REQUIRED WORK - Output every entry exactly as written.
+++ DATA PROVIDED +++
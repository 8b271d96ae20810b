/// Server setup and initialization
///
/// Wires together all components: database, resource stores, status persister,
/// execution engine, controller, cron scheduler and HTTP routes.

use crate::{
    api::{auth_middleware, create_archive_routes, create_cron_routes, create_workflow_routes, AppState},
    config::Config,
    persist::{ArchiveRepository, Database, OffloadRepository, StatusPersister},
    runtime::{
        controller::{ControllerSettings, WorkflowController},
        engine::{EngineSettings, ExecutionEngine},
        executor::{LocalProcessBackend, TaskBackend},
        scheduler::{CronSchedulerService, CronTrigger},
    },
    workflow::{
        packer::StatusPacker,
        storage::{CronWorkflowStore, SqliteResourceStore, WorkflowStore},
        submit::WorkflowSubmitter,
        types::{CronWorkflow, LabelSelector, Workflow},
    },
};
use anyhow::Result;
use axum::{middleware, routing::get, Router};
use std::{sync::Arc, time::Duration};
use tokio::net::TcpListener;
use tokio_util::sync::CancellationToken;

/// Everything a running engine is made of
pub struct Services {
    pub state: AppState,
    pub controller: Arc<WorkflowController>,
    pub cron: Arc<CronSchedulerService>,
    pub database: Database,
}

/// Build every component over an open database
pub async fn build_services(
    config: &Config,
    database: Database,
    backend: Arc<dyn TaskBackend>,
) -> Result<Services> {
    let pool = database.pool().clone();

    tracing::info!("📋 Initializing resource stores");
    let workflows: WorkflowStore = Arc::new(SqliteResourceStore::<Workflow>::new(pool.clone()));
    let crons: CronWorkflowStore = Arc::new(SqliteResourceStore::<CronWorkflow>::new(pool.clone()));

    let offload = config.packer.offload.then(|| OffloadRepository::new(pool.clone()));
    let persister = StatusPersister::new(StatusPacker::new(config.packer.max_status_size), offload);
    let archive = ArchiveRepository::new(pool);
    let submitter = WorkflowSubmitter::new(workflows.clone(), config.server.default_namespace.clone());

    tracing::info!("🚀 Initializing execution engine");
    let engine = ExecutionEngine::new(
        backend,
        EngineSettings {
            dispatch_retries: config.controller.dispatch_retries,
            cancel_grace: Duration::from_secs(config.controller.cancel_grace_seconds),
        },
    );

    let archive_selector = LabelSelector::parse(&config.archive.label_selector)
        .map_err(|e| anyhow::anyhow!("Invalid archive label selector: {}", e))?;
    let controller = Arc::new(WorkflowController::new(
        workflows,
        engine,
        persister.clone(),
        archive.clone(),
        ControllerSettings {
            workers: config.controller.workers,
            resync: Duration::from_secs(config.controller.resync_seconds.max(1)),
            archive: config.archive.enabled,
            archive_selector,
        },
    ));

    tracing::info!("⏰ Initializing cron scheduler service");
    let trigger = Arc::new(CronTrigger::new(crons.clone(), submitter.clone()).with_controller(controller.clone()));
    let cron = Arc::new(
        CronSchedulerService::new(trigger)
            .await
            .map_err(|e| anyhow::anyhow!("Failed to initialize cron scheduler: {}", e))?,
    );

    let state = AppState {
        submitter,
        crons,
        controller: controller.clone(),
        persister,
        archive,
        token: config.auth.token.clone(),
    };

    Ok(Services {
        state,
        controller,
        cron,
        database,
    })
}

/// Create the HTTP router over the application state
pub fn create_router(state: AppState) -> Router {
    let api = Router::new()
        .merge(create_workflow_routes())
        .merge(create_cron_routes())
        .merge(create_archive_routes())
        .layer(middleware::from_fn_with_state(state.clone(), auth_middleware))
        .with_state(state);

    Router::new().route("/healthz", get(health_check)).merge(api)
}

/// Start the controller and, when enabled, the cron scheduler
pub async fn start_background(services: &Services, config: &Config, shutdown: CancellationToken) -> Result<()> {
    tracing::info!("🎛️ Starting workflow controller");
    let controller = services.controller.clone();
    tokio::spawn(controller.run(shutdown));

    if config.cron.enabled {
        services.cron.start().await?;
    } else {
        tracing::info!("⏸️ Cron scheduler disabled");
    }
    Ok(())
}

/// Start the HTTP server with the given configuration
pub async fn start_server(config: Config) -> Result<()> {
    tracing::info!("Starting argosy server...");

    let database = Database::connect(&config.database.url).await?;
    let backend: Arc<dyn TaskBackend> = Arc::new(LocalProcessBackend::new());
    let services = build_services(&config, database, backend).await?;

    let shutdown = CancellationToken::new();
    start_background(&services, &config, shutdown.clone()).await?;

    let app = create_router(services.state.clone());
    let bind_addr = format!("{}:{}", config.server.host, config.server.port);
    let listener = TcpListener::bind(&bind_addr).await?;
    tracing::info!("Server listening on http://{}", bind_addr);

    let stop = shutdown.clone();
    axum::serve(listener, app.into_make_service())
        .with_graceful_shutdown(async move {
            let _ = tokio::signal::ctrl_c().await;
            tracing::info!("🛑 Shutdown signal received");
            stop.cancel();
        })
        .await?;

    if config.cron.enabled {
        services.cron.stop().await?;
    }
    Ok(())
}

/// Health check endpoint handler
async fn health_check() -> &'static str {
    "ok"
}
+++
WORKED SOLUTION -
repository 8b271d96ae20810b
/// Server setup and initialization
///
/// Wires together all components: database, resource stores, status persister,
/// execution engine, controller, cron scheduler and HTTP routes.

use crate::{
    api::{auth_middleware, create_archive_routes, create_cron_routes, create_workflow_routes, AppState},
    config::Config,
    persist::{ArchiveRepository, Database, OffloadRepository, StatusPersister},
    runtime::{
        controller::{ControllerSettings, WorkflowController},
        engine::{EngineSettings, ExecutionEngine},
        executor::{LocalProcessBackend, TaskBackend},
        scheduler::{CronSchedulerService, CronTrigger},
    },
    workflow::{
        packer::StatusPacker,
        storage::{CronWorkflowStore, SqliteResourceStore, WorkflowStore},
        submit::WorkflowSubmitter,
        types::{CronWorkflow, LabelSelector, Workflow},
    },
};
use anyhow::Result;
use axum::{middleware, routing::get, Router};
use std::{sync::Arc, time::Duration};
use tokio::net::TcpListener;
use tokio_util::sync::CancellationToken;

/// Everything a running engine is made of
pub struct Services {
    pub state: AppState,
    pub controller: Arc<WorkflowController>,
    pub cron: Arc<CronSchedulerService>,
    pub database: Database,
}

/// Build every component over an open database
pub async fn build_services(
    config: &Config,
    database: Database,
    backend: Arc<dyn TaskBackend>,
) -> Result<Services> {
    let pool = database.pool().clone();

    tracing::info!("📋 Initializing resource stores");
    let workflows: WorkflowStore = Arc::new(SqliteResourceStore::<Workflow>::new(pool.clone()));
    let crons: CronWorkflowStore = Arc::new(SqliteResourceStore::<CronWorkflow>::new(pool.clone()));

    let offload = config.packer.offload.then(|| OffloadRepository::new(pool.clone()));
    let persister = StatusPersister::new(StatusPacker::new(config.packer.max_status_size), offload);
    let archive = ArchiveRepository::new(pool);
    let submitter = WorkflowSubmitter::new(workflows.clone(), config.server.default_namespace.clone());

    tracing::info!("🚀 Initializing execution engine");
    let engine = ExecutionEngine::new(
        backend,
        EngineSettings {
            dispatch_retries: config.controller.dispatch_retries,
            cancel_grace: Duration::from_secs(config.controller.cancel_grace_seconds),
        },
    );

    let archive_selector = LabelSelector::parse(&config.archive.label_selector)
        .map_err(|e| anyhow::anyhow!("Invalid archive label selector: {}", e))?;
    let controller = Arc::new(WorkflowController::new(
        workflows,
        engine,
        persister.clone(),
        archive.clone(),
        ControllerSettings {
            workers: config.controller.workers,
            resync: Duration::from_secs(config.controller.resync_seconds.max(1)),
            archive: config.archive.enabled,
            archive_selector,
        },
    ));

    tracing::info!("⏰ Initializing cron scheduler service");
    let trigger = Arc::new(CronTrigger::new(crons.clone(), submitter.clone()).with_controller(controller.clone()));
    let cron = Arc::new(
        CronSchedulerService::new(trigger)
            .await
            .map_err(|e| anyhow::anyhow!("Failed to initialize cron scheduler: {}", e))?,
    );

    let state = AppState {
        submitter,
        crons,
        controller: controller.clone(),
        persister,
        archive,
        token: config.auth.token.clone(),
    };

    Ok(Services {
        state,
        controller,
        cron,
        database,
    })
}

/// Create the HTTP router over the application state
pub fn create_router(state: AppState) -> Router {
    let api = Router::new()
        .merge(create_workflow_routes())
        .merge(create_cron_routes())
        .merge(create_archive_routes())
        .layer(middleware::from_fn_with_state(state.clone(), auth_middleware))
        .with_state(state);

    Router::new().route("/healthz", get(health_check)).merge(api)
}

/// Start the controller and, when enabled, the cron scheduler
pub async fn start_background(services: &Services, config: &Config, shutdown: CancellationToken) -> Result<()> {
    tracing::info!("🎛️ Starting workflow controller");
    let controller = services.controller.clone();
    tokio::spawn(controller.run(shutdown));

    if config.cron.enabled {
        services.cron.start().await?;
    } else {
        tracing::info!("⏸️ Cron scheduler disabled");
    }
    Ok(())
}

/// Start the HTTP server with the given configuration
pub async fn start_server(config: Config) -> Result<()> {
    tracing::info!("Starting argosy server...");

    let database = Database::connect(&config.database.url).await?;
    let backend: Arc<dyn TaskBackend> = Arc::new(LocalProcessBackend::new());
    let services = build_services(&config, database, backend).await?;

    let shutdown = CancellationToken::new();
    start_background(&services, &config, shutdown.clone()).await?;

    let app = create_router(services.state.clone());
    let bind_addr = format!("{}:{}", config.server.host, config.server.port);
    let listener = TcpListener::bind(&bind_addr).await?;
    tracing::info!("Server listening on http://{}", bind_addr);

    let stop = shutdown.clone();
    axum::serve(listener, app.into_make_service())
        .with_graceful_shutdown(async move {
            let _ = tokio::signal::ctrl_c().await;
            tracing::info!("🛑 Shutdown signal received");
            stop.cancel();
        })
        .await?;

    if config.cron.enabled {
        services.cron.stop().await?;
    }
    Ok(())
}

/// Health check endpoint handler
async fn health_check() -> &'static str {
    "ok"
}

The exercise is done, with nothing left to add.